Lepisorus squamatus

Scientific classification
- Kingdom: Plantae
- Clade: Tracheophytes
- Division: Polypodiophyta
- Class: Polypodiopsida
- Order: Polypodiales
- Suborder: Polypodiineae
- Family: Polypodiaceae
- Genus: Lepisorus
- Species: L. squamatus
- Binomial name: Lepisorus squamatus (A.R.Sm. & X.C.Zhang) C.F.Zhao, R.Wei & X.C.Zhang
- Synonyms: Lemmaphyllum squamatum (A.R.Sm. & X.C.Zhang) Li Wang; Caobangia squamata A.R.Sm. & X.C.Zhang;

= Lepisorus squamatus =

- Authority: (A.R.Sm. & X.C.Zhang) C.F.Zhao, R.Wei & X.C.Zhang
- Synonyms: Lemmaphyllum squamatum (A.R.Sm. & X.C.Zhang) Li Wang, Caobangia squamata A.R.Sm. & X.C.Zhang

Species of fern

Lepisorus squamatus is a species of fern known only from Vietnam and from Guangxi Province in southern China.
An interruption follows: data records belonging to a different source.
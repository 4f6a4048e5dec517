//! Lease-based work queue.
//!
//! This crate provides:
//! - The `LeaseQueue` contract: lease, complete, expiry reclamation, error queue
//! - A Redis implementation shared by every worker replica
//! - An in-process implementation for tests and local runs

pub mod error;
pub mod memory;
pub mod queue;
pub mod redis_queue;

pub use error::{QueueError, QueueResult};
pub use memory::MemoryQueue;
pub use queue::{LeaseQueue, QueueConfig};
pub use redis_queue::RedisWorkQueue;
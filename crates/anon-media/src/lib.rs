//! Media handling for video work items.
//!
//! This crate provides:
//! - Frame decoding through the FFmpeg CLI
//! - The target-pattern classifier capability
//! - The fixed redaction mask applied to every frame
//! - Lossless frame output and zip packaging of result directories

pub mod archive;
pub mod classifier;
pub mod command;
pub mod decoder;
pub mod error;
pub mod frames;
pub mod mask;
pub mod probe;

pub use archive::package_directory;
pub use classifier::{CommandClassifier, PatternClassifier};
pub use command::{FfmpegCommand, FfmpegRunner};
pub use decoder::{FfmpegFrameDecoder, FrameDecoder};
pub use error::{MediaError, MediaResult};
pub use frames::write_frames;
pub use mask::{mask_frame, MaskRegion};
pub use probe::{probe_video, VideoInfo};

/// Decoded RGB frame.
pub type Frame = image::RgbImage;
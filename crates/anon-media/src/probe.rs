//! FFprobe video information.

use serde::{Deserialize, Serialize};
use std::path::Path;
use std::process::Stdio;
use tokio::process::Command;

use crate::command::check_ffprobe;
use crate::error::{MediaError, MediaResult};

/// Video stream information.
#[derive(Debug, Clone, Serialize, Deserialize)]
pub struct VideoInfo {
    /// Width in pixels
    pub width: u32,
    /// Height in pixels
    pub height: u32,
    /// Frame rate (fps)
    pub fps: f64,
    /// Frame count if the container reports it
    pub frame_count: Option<u64>,
    /// Video codec
    pub codec: String,
}

impl VideoInfo {
    /// Bytes in one packed RGB24 frame.
    pub fn rgb_frame_len(&self) -> usize {
        self.width as usize * self.height as usize * 3
    }
}

/// FFprobe JSON output format.
#[derive(Debug, Deserialize)]
struct FfprobeOutput {
    streams: Vec<FfprobeStream>,
}

#[derive(Debug, Deserialize)]
struct FfprobeStream {
    codec_type: String,
    codec_name: Option<String>,
    width: Option<u32>,
    height: Option<u32>,
    r_frame_rate: Option<String>,
    avg_frame_rate: Option<String>,
    nb_frames: Option<String>,
}

/// Probe a video file for information.
pub async fn probe_video(path: impl AsRef<Path>) -> MediaResult<VideoInfo> {
    let path = path.as_ref();

    if !path.exists() {
        return Err(MediaError::FileNotFound(path.to_path_buf()));
    }

    check_ffprobe()?;

    let output = Command::new("ffprobe")
        .args(["-v", "quiet", "-print_format", "json", "-show_streams"])
        .arg(path)
        .stdin(Stdio::null())
        .stdout(Stdio::piped())
        .stderr(Stdio::piped())
        .output()
        .await?;

    if !output.status.success() {
        return Err(MediaError::FfprobeFailed {
            message: "FFprobe failed".to_string(),
            stderr: Some(String::from_utf8_lossy(&output.stderr).to_string()),
        });
    }

    parse_probe_output(&output.stdout)
}

fn parse_probe_output(json: &[u8]) -> MediaResult<VideoInfo> {
    let probe: FfprobeOutput = serde_json::from_slice(json)?;

    let stream = probe
        .streams
        .iter()
        .find(|s| s.codec_type == "video")
        .ok_or_else(|| MediaError::InvalidVideo("No video stream found".to_string()))?;

    let (width, height) = match (stream.width, stream.height) {
        (Some(w), Some(h)) if w > 0 && h > 0 => (w, h),
        _ => return Err(MediaError::InvalidVideo("Missing frame dimensions".to_string())),
    };

    let fps = stream
        .avg_frame_rate
        .as_ref()
        .or(stream.r_frame_rate.as_ref())
        .and_then(|r| parse_frame_rate(r))
        .unwrap_or(30.0);

    Ok(VideoInfo {
        width,
        height,
        fps,
        frame_count: stream.nb_frames.as_ref().and_then(|n| n.parse().ok()),
        codec: stream.codec_name.clone().unwrap_or_default(),
    })
}

/// Parse frame rate string (e.g., "30/1" or "29.97").
fn parse_frame_rate(s: &str) -> Option<f64> {
    if let Some((num, den)) = s.split_once('/') {
        let num: f64 = num.parse().ok()?;
        let den: f64 = den.parse().ok()?;
        if den > 0.0 {
            return Some(num / den);
        }
        return None;
    }
    s.parse().ok()
}
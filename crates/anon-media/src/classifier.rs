//! Target-pattern classification.

use std::path::{Path, PathBuf};
use std::process::Stdio;
use std::time::Duration;

use async_trait::async_trait;
use tokio::process::Command;
use tracing::{debug, warn};

use crate::error::{MediaError, MediaResult};

/// Decides whether a video shows the target content pattern.
#[async_trait]
pub trait PatternClassifier: Send + Sync {
    async fn is_target_pattern(&self, path: &Path) -> MediaResult<bool>;
}

/// Classifier delegating to an external program.
///
/// The program receives the video path as its last argument and answers with
/// its exit status: 0 for a match, 1 for no match. Any other status, or
/// death by signal, is a classifier failure.
#[derive(Debug, Clone)]
pub struct CommandClassifier {
    program: PathBuf,
    args: Vec<String>,
    timeout: Option<Duration>,
}

impl CommandClassifier {
    /// Resolve `program` on `PATH` (or as a path) and build a classifier.
    pub fn new(program: impl AsRef<str>) -> MediaResult<Self> {
        let program = program.as_ref();
        let resolved = which::which(program)
            .map_err(|_| MediaError::ClassifierNotFound(program.to_string()))?;

        Ok(Self {
            program: resolved,
            args: Vec::new(),
            timeout: None,
        })
    }

    /// Extra arguments placed before the video path.
    pub fn with_args<I, S>(mut self, args: I) -> Self
    where
        I: IntoIterator<Item = S>,
        S: Into<String>,
    {
        self.args.extend(args.into_iter().map(Into::into));
        self
    }

    /// Bound a single classification.
    pub fn with_timeout(mut self, timeout: Duration) -> Self {
        self.timeout = Some(timeout);
        self
    }

    pub fn program(&self) -> &Path {
        &self.program
    }
}

#[async_trait]
impl PatternClassifier for CommandClassifier {
    async fn is_target_pattern(&self, path: &Path) -> MediaResult<bool> {
        let child = Command::new(&self.program)
            .args(&self.args)
            .arg(path)
            .stdin(Stdio::null())
            .stdout(Stdio::null())
            .stderr(Stdio::piped())
            .kill_on_drop(true)
            .spawn()?;

        let output = match self.timeout {
            Some(timeout) => tokio::time::timeout(timeout, child.wait_with_output())
                .await
                .map_err(|_| MediaError::Timeout(timeout.as_secs()))??,
            None => child.wait_with_output().await?,
        };

        match output.status.code() {
            Some(0) => {
                debug!(path = %path.display(), "Classifier matched target pattern");
                Ok(true)
            }
            Some(1) => {
                debug!(path = %path.display(), "Classifier rejected video");
                Ok(false)
            }
            code => {
                let stderr = String::from_utf8_lossy(&output.stderr);
                warn!(path = %path.display(), ?code, "Classifier failed: {}", stderr.trim());
                Err(MediaError::classifier_failed(
                    format!("{} exited abnormally", self.program.display()),
                    code,
                ))
            }
        }
    }
}
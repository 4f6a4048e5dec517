//! Anonymisation queue worker.
//!
//! This crate provides:
//! - AES-GCM payload decryption
//! - Fetching and local persistence of work item videos
//! - The processing adapter over the decoder and classifier capabilities
//! - Packaging, publishing and the bounded completion task set
//! - The lease-driven worker loop

pub mod cipher;
pub mod completion;
pub mod config;
pub mod coordinator;
pub mod error;
pub mod executor;
pub mod fetcher;
pub mod logging;
pub mod metrics;
pub mod processor;
pub mod publisher;

pub use cipher::{Cipher, CipherError, CipherKey, EncryptedPayload};
pub use completion::{complete_item, CompletionContext, CompletionOutcome};
pub use config::{EnvSource, StorageBackend, WorkerConfig};
pub use coordinator::{CompletionCoordinator, DrainReport};
pub use error::{WorkerError, WorkerResult};
pub use executor::{LoopSettings, RunSummary, WorkerLoop};
pub use fetcher::{Fetcher, LocalArtifact};
pub use logging::ItemLogger;
pub use processor::Processor;
pub use publisher::{bundle_path, package, Publisher};
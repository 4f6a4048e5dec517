//! Lossless frame output.

use std::path::Path;

use image::ImageFormat;
use tracing::debug;

use anon_models::frame_file_name;

use crate::error::MediaResult;
use crate::Frame;

/// Save `frames` as PNGs under `dir`, named by frame order index.
///
/// Index width grows past five digits for long videos so names keep sorting
/// in frame order.
///
/// Creates `dir` if needed. Returns the number of frames written.
pub fn write_frames(frames: &[Frame], dir: &Path) -> MediaResult<usize> {
    std::fs::create_dir_all(dir)?;

    for (index, frame) in frames.iter().enumerate() {
        let path = dir.join(frame_file_name(index, frames.len()));
        frame.save_with_format(&path, ImageFormat::Png)?;
    }

    debug!(dir = %dir.display(), count = frames.len(), "Wrote frames");
    Ok(frames.len())
}
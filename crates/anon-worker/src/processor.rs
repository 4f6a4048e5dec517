//! Processing adapter: decode, classify, mask, save frames.

use std::path::{Path, PathBuf};
use std::sync::Arc;

use tracing::{debug, info, warn};

use anon_media::{mask_frame, write_frames, Frame, FrameDecoder, PatternClassifier};
use anon_models::Identifier;

use crate::error::{WorkerError, WorkerResult};

/// Turns a local video into a directory of masked frames, or nothing.
#[derive(Clone)]
pub struct Processor {
    decoder: Arc<dyn FrameDecoder>,
    classifier: Arc<dyn PatternClassifier>,
}

impl Processor {
    pub fn new(decoder: Arc<dyn FrameDecoder>, classifier: Arc<dyn PatternClassifier>) -> Self {
        Self {
            decoder,
            classifier,
        }
    }

    /// Process the video at `local_path`.
    ///
    /// Returns the identifier of `<output_root>/<id>/` when the video shows
    /// the target pattern, `None` when it does not or is not applicable.
    pub async fn process(
        &self,
        local_path: &Path,
        output_root: &Path,
    ) -> WorkerResult<Option<Identifier>> {
        if !is_candidate(local_path) {
            debug!(path = %local_path.display(), "Not an applicable video");
            return Ok(None);
        }

        let frames = self
            .decoder
            .decode(local_path)
            .await
            .map_err(WorkerError::Processing)?;

        let matched = self
            .classifier
            .is_target_pattern(local_path)
            .await
            .map_err(WorkerError::Processing)?;
        if !matched {
            info!(path = %local_path.display(), "Video rejected by classifier");
            return Ok(None);
        }

        let identifier = Identifier::from_path(local_path);
        let result_dir = output_root.join(identifier.as_str());
        let count = mask_and_save(frames, result_dir).await?;

        info!(
            path = %local_path.display(),
            identifier = %identifier,
            frames = count,
            "Wrote masked frames"
        );
        Ok(Some(identifier))
    }
}

async fn mask_and_save(frames: Vec<Frame>, result_dir: PathBuf) -> WorkerResult<usize> {
    tokio::task::spawn_blocking(move || {
        let mut frames = frames;
        frames.iter_mut().for_each(mask_frame);

        write_frames(&frames, &result_dir).map_err(|e| {
            if let Err(cleanup) = std::fs::remove_dir_all(&result_dir) {
                warn!(dir = %result_dir.display(), "Failed to remove partial result: {}", cleanup);
            }
            WorkerError::Processing(e)
        })
    })
    .await
    .map_err(|e| WorkerError::task_failed(format!("frame writer: {}", e)))?
}

/// Visible `.mp4` files only.
fn is_candidate(path: &Path) -> bool {
    let Some(name) = path.file_name().and_then(|n| n.to_str()) else {
        return false;
    };
    if name.starts_with('.') {
        return false;
    }
    path.extension()
        .and_then(|ext| ext.to_str())
        .map(|ext| ext.eq_ignore_ascii_case("mp4"))
        .unwrap_or(false)
}
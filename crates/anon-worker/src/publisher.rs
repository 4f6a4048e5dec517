//! Result packaging and publishing.

use std::path::{Path, PathBuf};
use std::sync::Arc;

use tracing::{info, warn};

use anon_models::Identifier;
use anon_storage::{ObjectStore, StorageError};

use crate::error::{WorkerError, WorkerResult};

/// `<output_root>/<identifier>.zip`
pub fn bundle_path(output_root: &Path, identifier: &Identifier) -> PathBuf {
    output_root.join(identifier.bundle_name())
}

/// Zip `<output_root>/<identifier>/` into its bundle.
pub async fn package(output_root: &Path, identifier: &Identifier) -> WorkerResult<PathBuf> {
    let dir = output_root.join(identifier.as_str());
    let bundle = bundle_path(output_root, identifier);

    tokio::task::spawn_blocking(move || anon_media::package_directory(&dir, &bundle))
        .await
        .map_err(|e| WorkerError::task_failed(format!("packager: {}", e)))?
        .map_err(WorkerError::Packaging)
}

/// Uploads bundles and removes local results once they are safely stored.
#[derive(Clone)]
pub struct Publisher {
    store: Arc<dyn ObjectStore>,
}

impl Publisher {
    pub fn new(store: Arc<dyn ObjectStore>) -> Self {
        Self { store }
    }

    /// Create the results container, public-read.
    pub async fn prepare_container(&self, container: &str) -> WorkerResult<()> {
        self.store.create_public_container(container).await?;
        info!(container, "Results container ready");
        Ok(())
    }

    /// Upload `bundle_path` under its file name into `container`.
    ///
    /// On success the bundle and its sibling result directory are deleted; a
    /// cleanup failure is logged and never turns a stored upload into an error.
    /// On failure both stay on disk.
    pub async fn publish(&self, bundle_path: &Path, container: &str) -> WorkerResult<String> {
        let key = bundle_path
            .file_name()
            .map(|name| name.to_string_lossy().to_string())
            .ok_or_else(|| {
                StorageError::upload_failed(format!("{} has no file name", bundle_path.display()))
            })?;

        let body = tokio::fs::read(bundle_path).await?;
        let size = body.len();
        let url = self.store.put_object(container, &key, body).await?;
        info!(container, key = %key, size, url = %url, "Published bundle");

        let result_dir = bundle_path.with_extension("");
        if let Err(e) = tokio::fs::remove_dir_all(&result_dir).await {
            warn!(dir = %result_dir.display(), "Failed to remove result directory: {}", e);
        }
        if let Err(e) = tokio::fs::remove_file(bundle_path).await {
            warn!(bundle = %bundle_path.display(), "Failed to remove published bundle: {}", e);
        }

        Ok(url)
    }
}
//! Fixed redaction of the top-right overlay region.
//!
//! Rows `[0, H/6)` and columns `[2W/3 - 10, W)` are blacked out, with integer
//! floor division throughout. The left bound saturates at column 0 for frames
//! narrower than 15 pixels.

use std::ops::Range;

use image::Rgb;

use crate::Frame;

const BLACK: Rgb<u8> = Rgb([0, 0, 0]);

/// Pixel region blacked out in a frame of a given size.
#[derive(Debug, Clone, PartialEq, Eq)]
pub struct MaskRegion {
    /// Masked row indices
    pub rows: Range<u32>,
    /// Masked column indices
    pub cols: Range<u32>,
}

impl MaskRegion {
    /// Region for a `width` x `height` frame.
    pub fn for_dimensions(width: u32, height: u32) -> Self {
        let row_end = height / 6;
        let col_start = (2 * width / 3).saturating_sub(10);

        Self {
            rows: 0..row_end,
            cols: col_start.min(width)..width,
        }
    }

    /// Whether the pixel at (`row`, `col`) is masked.
    pub fn contains(&self, row: u32, col: u32) -> bool {
        self.rows.contains(&row) && self.cols.contains(&col)
    }
}

/// Black out the redaction region of `frame` in place.
pub fn mask_frame(frame: &mut Frame) {
    let region = MaskRegion::for_dimensions(frame.width(), frame.height());

    for row in region.rows.clone() {
        for col in region.cols.clone() {
            frame.put_pixel(col, row, BLACK);
        }
    }
}

#[cfg(test)]
mod tests {
    use super::*;

    fn white(width: u32, height: u32) -> Frame {
        Frame::from_pixel(width, height, Rgb([255, 255, 255]))
    }

    #[test]
    fn test_region_for_120x300() {
        let region = MaskRegion::for_dimensions(300, 120);
        assert_eq!(region.rows, 0..20);
        assert_eq!(region.cols, 190..300);
    }

    #[test]
    fn test_region_uses_floor_division() {
        // 2 * 641 / 3 = 427, 481 / 6 = 80
        let region = MaskRegion::for_dimensions(641, 481);
        assert_eq!(region.rows, 0..80);
        assert_eq!(region.cols, 417..641);
    }

    #[test]
    fn test_mask_120x300() {
        let mut frame = white(300, 120);
        mask_frame(&mut frame);

        assert_eq!(frame.get_pixel(290, 0), &Rgb([0, 0, 0]));
        assert_eq!(frame.get_pixel(190, 19), &Rgb([0, 0, 0]));
        assert_eq!(frame.get_pixel(299, 19), &Rgb([0, 0, 0]));

        assert_eq!(frame.get_pixel(189, 19), &Rgb([255, 255, 255]));
        assert_eq!(frame.get_pixel(190, 20), &Rgb([255, 255, 255]));
        assert_eq!(frame.get_pixel(0, 0), &Rgb([255, 255, 255]));
    }

    #[test]
    fn test_mask_touches_only_region() {
        let mut frame = white(300, 120);
        mask_frame(&mut frame);
        let region = MaskRegion::for_dimensions(300, 120);

        for (col, row, pixel) in frame.enumerate_pixels() {
            let expected = if region.contains(row, col) { 0 } else { 255 };
            assert_eq!(pixel.0, [expected; 3], "pixel ({}, {})", row, col);
        }
    }

    #[test]
    fn test_narrow_frame_masks_full_width() {
        let region = MaskRegion::for_dimensions(12, 60);
        assert_eq!(region.cols, 0..12);
        assert_eq!(region.rows, 0..10);
    }

    #[test]
    fn test_tiny_frame_has_no_rows() {
        let mut frame = white(4, 5);
        mask_frame(&mut frame);
        assert!(frame.pixels().all(|p| p.0 == [255, 255, 255]));
    }
}
//! Queue error types.

use thiserror::Error;

pub type QueueResult<T> = Result<T, QueueError>;

#[derive(Debug, Error)]
pub enum QueueError {
    #[error("Connection failed: {0}")]
    ConnectionFailed(String),

    #[error("Lease failed: {0}")]
    LeaseFailed(String),

    #[error("Redis error: {0}")]
    Redis(#[from] redis::RedisError),

    #[error("Lease state error: {0}")]
    State(#[from] anon_models::ModelError),
}

impl QueueError {
    pub fn connection_failed(msg: impl Into<String>) -> Self {
        Self::ConnectionFailed(msg.into())
    }

    pub fn lease_failed(msg: impl Into<String>) -> Self {
        Self::LeaseFailed(msg.into())
    }
}
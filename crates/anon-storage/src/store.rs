//! Object store capability.

use async_trait::async_trait;

use crate::error::StorageResult;

/// Destination for result bundles.
///
/// Credentials and sessions are the implementation's concern.
#[async_trait]
pub trait ObjectStore: Send + Sync {
    /// Create `name` as a publicly readable container, or make an existing
    /// one public.
    async fn create_public_container(&self, name: &str) -> StorageResult<()>;

    /// Store `body` under `key` and return the object's URL.
    async fn put_object(&self, container: &str, key: &str, body: Vec<u8>) -> StorageResult<String>;
}
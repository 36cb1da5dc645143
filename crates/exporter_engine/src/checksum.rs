use std::sync::LazyLock;

const POLYNOMIAL: u32 = 0xEDB8_8320;

static TABLE: LazyLock<[u32; 256]> = LazyLock::new(build_table);

fn build_table() -> [u32; 256] {
    let mut table = [0u32; 256];
    for (i, slot) in table.iter_mut().enumerate() {
        let mut c = i as u32;
        for _ in 0..8 {
            c = if c & 1 == 1 {
                POLYNOMIAL ^ (c >> 1)
            } else {
                c >> 1
            };
        }
        *slot = c;
    }
    table
}

/// Streaming CRC-32 (IEEE, reflected) as used by ZIP headers.
#[derive(Debug, Clone, Copy)]
pub struct Crc32 {
    state: u32,
}

impl Crc32 {
    pub fn new() -> Self {
        Self { state: !0 }
    }

    pub fn update(&mut self, bytes: &[u8]) {
        let table = &*TABLE;
        let mut crc = self.state;
        for &byte in bytes {
            crc = (crc >> 8) ^ table[((crc ^ u32::from(byte)) & 0xFF) as usize];
        }
        self.state = crc;
    }

    pub fn finalize(self) -> u32 {
        !self.state
    }
}

impl Default for Crc32 {
    fn default() -> Self {
        Self::new()
    }
}

/// One-shot CRC-32 of `bytes`.
pub fn checksum(bytes: &[u8]) -> u32 {
    let mut crc = Crc32::new();
    crc.update(bytes);
    crc.finalize()
}

#[cfg(test)]
mod tests {
    use super::{checksum, Crc32};

    #[test]
    fn empty_input_is_zero() {
        assert_eq!(checksum(b""), 0);
    }

    #[test]
    fn check_value_matches_reference() {
        assert_eq!(checksum(b"123456789"), 0xCBF4_3926);
    }

    #[test]
    fn known_vectors() {
        assert_eq!(checksum(b"a"), 0xE8B7_BE43);
        assert_eq!(
            checksum(b"The quick brown fox jumps over the lazy dog"),
            0x414F_A339
        );
    }

    #[test]
    fn streaming_matches_one_shot() {
        let data = b"hello archive world, split across several updates";
        let mut crc = Crc32::new();
        for chunk in data.chunks(7) {
            crc.update(chunk);
        }
        assert_eq!(crc.finalize(), checksum(data));
    }
}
The plant is herbaceous, spreading by rhizomes. The leaves are simple, elliptical, and the sori are round, on the underside of the leaves. The spores are white.

The systematic position of the species varies. It was originally described in the monotypic genus Caobangia as Caobangia squamata. It has also been placed in Lemmaphyllum as Lemmaphyllum squamatum.